=== Exercise directions ===
Transcribe exactly everything in the data below from the line containing "(ready, then started)" down to the line containing "let Some(source) = self.registry.get(*kind)", both lines included and nothing further.
───── Data in this exercise
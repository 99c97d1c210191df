//! Synchronized start of capture sources
//!
//! Every enabled source gets its own task. Tasks prepare their launch, report
//! ready, then wait on a single barrier. The coordinator releases the barrier
//! once every source is ready (or the ready phase times out), naming the
//! sources admitted to launch, so all of them start from the same release.

use super::error::{RecordingError, RecordingResult, SourceWarning};
use super::stop::TeardownCoordinator;
use crate::capture::{
    part_path, CaptureSource, SourceHandle, SourceKind, SourceRegistry, SourceSettings,
};
use crate::store::StateStore;
use std::collections::{BTreeMap, BTreeSet};
use std::path::PathBuf;
use std::sync::Arc;
use std::time::Duration;
use tokio::sync::{mpsc, watch};
use tokio::task::JoinHandle;
use tokio::time::{timeout, timeout_at, Instant};

type Admitted = Option<Arc<BTreeSet<SourceKind>>>;

/// What a source task reports back to the coordinator
#[derive(Debug)]
enum StartSignal {
    Ready(SourceKind),
    Started(SourceHandle),
    Failed(SourceWarning),
}

/// Which sources to start, and where their files go
#[derive(Debug, Clone)]
pub struct StartRequest {
    pub output_dir: PathBuf,
    pub part: u32,
    pub sources: Vec<SourceSettings>,
}

/// Sources running after a successful start
#[derive(Debug, Default)]
pub struct StartOutcome {
    pub started: Vec<SourceHandle>,
    pub warnings: Vec<SourceWarning>,
}

impl StartOutcome {
    pub fn kinds(&self) -> Vec<SourceKind> {
        self.started.iter().map(|h| h.kind).collect()
    }
}

#[derive(Debug, Clone)]
pub struct StartCoordinator {
    registry: SourceRegistry,
    store: StateStore,
    teardown: TeardownCoordinator,
    /// Bound on each phase (ready, then started)
    phase_timeout: Duration,
    require_screen: bool,
}

impl StartCoordinator {
    pub fn new(
        registry: SourceRegistry,
        store: StateStore,
        teardown: TeardownCoordinator,
        phase_timeout: Duration,
        require_screen: bool,
    ) -> Self {
        Self {
            registry,
            store,
            teardown,
            phase_timeout,
            require_screen,
        }
    }

    /// Start every requested source and persist a record for each one that runs.
    ///
    /// Fails when nothing started, or when screen capture was requested, is
    /// required and did not start. Either way nothing is left running and no
    /// source record is written.
    pub async fn start(&self, request: &StartRequest) -> RecordingResult<StartOutcome> {
        let mut warnings = Vec::new();
        let mut requested = BTreeMap::new();
        for settings in &request.sources {
            requested.entry(settings.kind).or_insert(settings);
        }
        if requested.is_empty() {
            return Err(RecordingError::NoSourcesEnabled);
        }

        tracing::info!(
            "Starting {} source(s) for part {} in {:?}",
            requested.len(),
            request.part,
            request.output_dir
        );

        // Each task sends at most two signals, so sends never wait on capacity
        let (signal_tx, mut signal_rx) = mpsc::channel(requested.len() * 2);
        let (barrier_tx, barrier_rx) = watch::channel::<Admitted>(None);

        let mut tasks: Vec<JoinHandle<()>> = Vec::new();
        let mut expected = BTreeSet::new();
        for (kind, settings) in &requested {
            let Some(source) = self.registry.get(*kind) else {
                warnings.push(SourceWarning::new(*kind, "no capture source configured"));
                continue;
            };
            let target = part_path(&request.output_dir, *kind, request.part, source.extension());
            expected.insert(*kind);
            tasks.push(tokio::spawn(run_source(
                source,
                target,
                settings.device.clone(),
                signal_tx.clone(),
                barrier_rx.clone(),
                self.teardown.clone(),
            )));
        }
        drop(signal_tx);
        drop(barrier_rx);

        // Ready phase
        let mut ready = BTreeSet::new();
        let mut settled = BTreeSet::new();
        let deadline = Instant::now() + self.phase_timeout;
        while settled.len() < expected.len() {
            match timeout_at(deadline, signal_rx.recv()).await {
                Ok(Some(StartSignal::Ready(kind))) => {
                    ready.insert(kind);
                    settled.insert(kind);
                }
                Ok(Some(StartSignal::Failed(warning))) => {
                    tracing::warn!("{} capture could not be prepared: {}", warning.kind, warning.message);
                    settled.insert(warning.kind);
                    warnings.push(warning);
                }
                Ok(Some(StartSignal::Started(handle))) => {
                    tracing::error!("{} capture launched before the barrier", handle.kind);
                }
                Ok(None) => break,
                Err(_) => break,
            }
        }
        for kind in expected.difference(&settled) {
            tracing::warn!("{} capture not ready within {:?}, dropping it", kind, self.phase_timeout);
            warnings.push(SourceWarning::new(*kind, "not ready before the start timeout"));
        }

        // Release
        tracing::debug!("Releasing start barrier for {:?}", ready);
        barrier_tx.send_replace(Some(Arc::new(ready.clone())));

        // Started phase
        let mut started = Vec::new();
        let mut pending = ready.clone();
        let deadline = Instant::now() + self.phase_timeout;
        while !pending.is_empty() {
            match timeout_at(deadline, signal_rx.recv()).await {
                Ok(Some(StartSignal::Started(handle))) => {
                    pending.remove(&handle.kind);
                    started.push(handle);
                }
                Ok(Some(StartSignal::Failed(warning))) => {
                    tracing::warn!("{} capture failed to start: {}", warning.kind, warning.message);
                    pending.remove(&warning.kind);
                    warnings.push(warning);
                }
                Ok(Some(StartSignal::Ready(_))) => {}
                Ok(None) => break,
                Err(_) => break,
            }
        }
        for kind in &pending {
            tracing::warn!("{} capture did not confirm start within {:?}", kind, self.phase_timeout);
            warnings.push(SourceWarning::new(*kind, "did not start before the start timeout"));
        }

        // Anything confirmed from here on is too late: tasks whose send fails
        // stop their own process, already-buffered confirmations are stopped here
        signal_rx.close();
        let join_bound = self.phase_timeout + self.teardown.grace() * 2;
        if timeout(join_bound, join_all(tasks)).await.is_err() {
            tracing::warn!("Some start tasks still running after {:?}", join_bound);
        }
        let mut late = Vec::new();
        while let Ok(signal) = signal_rx.try_recv() {
            if let StartSignal::Started(handle) = signal {
                tracing::warn!("{} capture started too late, stopping it", handle.kind);
                late.push(handle);
            }
        }
        if !late.is_empty() {
            self.teardown.terminate_handles(late).await;
        }

        started.sort_by_key(|h| h.kind);
        self.finish(requested.keys().copied().collect(), started, warnings)
            .await
    }

    /// Apply the failure rules and persist the surviving sources
    async fn finish(
        &self,
        requested: BTreeSet<SourceKind>,
        started: Vec<SourceHandle>,
        mut warnings: Vec<SourceWarning>,
    ) -> RecordingResult<StartOutcome> {
        if started.is_empty() {
            tracing::error!("No recording sources started");
            return Err(RecordingError::NoSourcesStarted(warnings));
        }

        let screen_started = started.iter().any(|h| h.kind.is_primary());
        if requested.contains(&SourceKind::Screen) && !screen_started {
            let reason = warnings
                .iter()
                .find(|w| w.kind.is_primary())
                .map(|w| w.message.clone())
                .unwrap_or_else(|| "not started".to_string());

            if self.require_screen {
                tracing::error!("Screen capture failed ({}), stopping the other sources", reason);
                let outcome = self.teardown.terminate_handles(started).await;
                warnings.extend(outcome.warnings);
                return Err(RecordingError::PrimarySourceFailed { reason, warnings });
            }

            tracing::error!("Screen capture failed ({}), recording without it", reason);
            for warning in warnings.iter_mut().filter(|w| w.kind.is_primary()) {
                *warning = warning.clone().escalate();
            }
        }

        for handle in &started {
            let persisted = match handle.to_record() {
                Some(record) => self.store.write_source_record(&record),
                None => continue,
            };
            if let Err(e) = persisted {
                tracing::error!("Failed to persist {} capture record: {}", handle.kind, e);
                for kind in started.iter().map(|h| h.kind) {
                    if let Err(e) = self.store.clear_source_record(kind) {
                        tracing::warn!("Failed to clear {} capture record: {}", kind, e);
                    }
                }
                self.teardown.terminate_handles(started).await;
                return Err(e.into());
            }
        }

        tracing::info!(
            "Recording sources started: {:?}",
            started.iter().map(|h| h.kind).collect::<Vec<_>>()
        );
        Ok(StartOutcome { started, warnings })
    }
}

/// Wait for every task, ignoring how each one ended
async fn join_all(tasks: Vec<JoinHandle<()>>) {
    for task in tasks {
        if let Err(e) = task.await {
            tracing::error!("Start task failed: {}", e);
        }
    }
}

/// One source's side of the start protocol
async fn run_source(
    source: Arc<dyn CaptureSource>,
    target: PathBuf,
    device: Option<String>,
    signals: mpsc::Sender<StartSignal>,
    mut barrier: watch::Receiver<Admitted>,
    teardown: TeardownCoordinator,
) {
    let kind = source.kind();

    let mut handle = match source.prepare(&target, device.as_deref()) {
        Ok(handle) => handle,
        Err(e) => {
            let _ = signals
                .send(StartSignal::Failed(SourceWarning::from_capture(kind, &e)))
                .await;
            return;
        }
    };
    if signals.send(StartSignal::Ready(kind)).await.is_err() {
        return;
    }

    let admitted = match barrier.wait_for(Option::is_some).await {
        Ok(released) => (*released).clone(),
        Err(_) => return,
    };
    if !admitted.is_some_and(|set| set.contains(&kind)) {
        tracing::debug!("{} capture not admitted, not launching", kind);
        return;
    }

    match source.launch(&mut handle).await {
        Ok(_) => {
            if let Err(mpsc::error::SendError(StartSignal::Started(handle))) =
                signals.send(StartSignal::Started(handle)).await
            {
                tracing::warn!("{} capture started after the coordinator gave up, stopping it", kind);
                teardown.terminate_handles(vec![handle]).await;
            }
        }
        Err(e) => {
            let _ = signals
                .send(StartSignal::Failed(SourceWarning::from_capture(kind, &e)))
                .await;
        }
    }
}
──────────
=== Solution ===
    /// Bound on each phase (ready, then started)
    phase_timeout: Duration,
    require_screen: bool,
}

impl StartCoordinator {
    pub fn new(
        registry: SourceRegistry,
        store: StateStore,
        teardown: TeardownCoordinator,
        phase_timeout: Duration,
        require_screen: bool,
    ) -> Self {
        Self {
            registry,
            store,
            teardown,
            phase_timeout,
            require_screen,
        }
    }

    /// Start every requested source and persist a record for each one that runs.
    ///
    /// Fails when nothing started, or when screen capture was requested, is
    /// required and did not start. Either way nothing is left running and no
    /// source record is written.
    pub async fn start(&self, request: &StartRequest) -> RecordingResult<StartOutcome> {
        let mut warnings = Vec::new();
        let mut requested = BTreeMap::new();
        for settings in &request.sources {
            requested.entry(settings.kind).or_insert(settings);
        }
        if requested.is_empty() {
            return Err(RecordingError::NoSourcesEnabled);
        }

        tracing::info!(
            "Starting {} source(s) for part {} in {:?}",
            requested.len(),
            request.part,
            request.output_dir
        );

        // Each task sends at most two signals, so sends never wait on capacity
        let (signal_tx, mut signal_rx) = mpsc::channel(requested.len() * 2);
        let (barrier_tx, barrier_rx) = watch::channel::<Admitted>(None);

        let mut tasks: Vec<JoinHandle<()>> = Vec::new();
        let mut expected = BTreeSet::new();
        for (kind, settings) in &requested {
            let Some(source) = self.registry.get(*kind) else {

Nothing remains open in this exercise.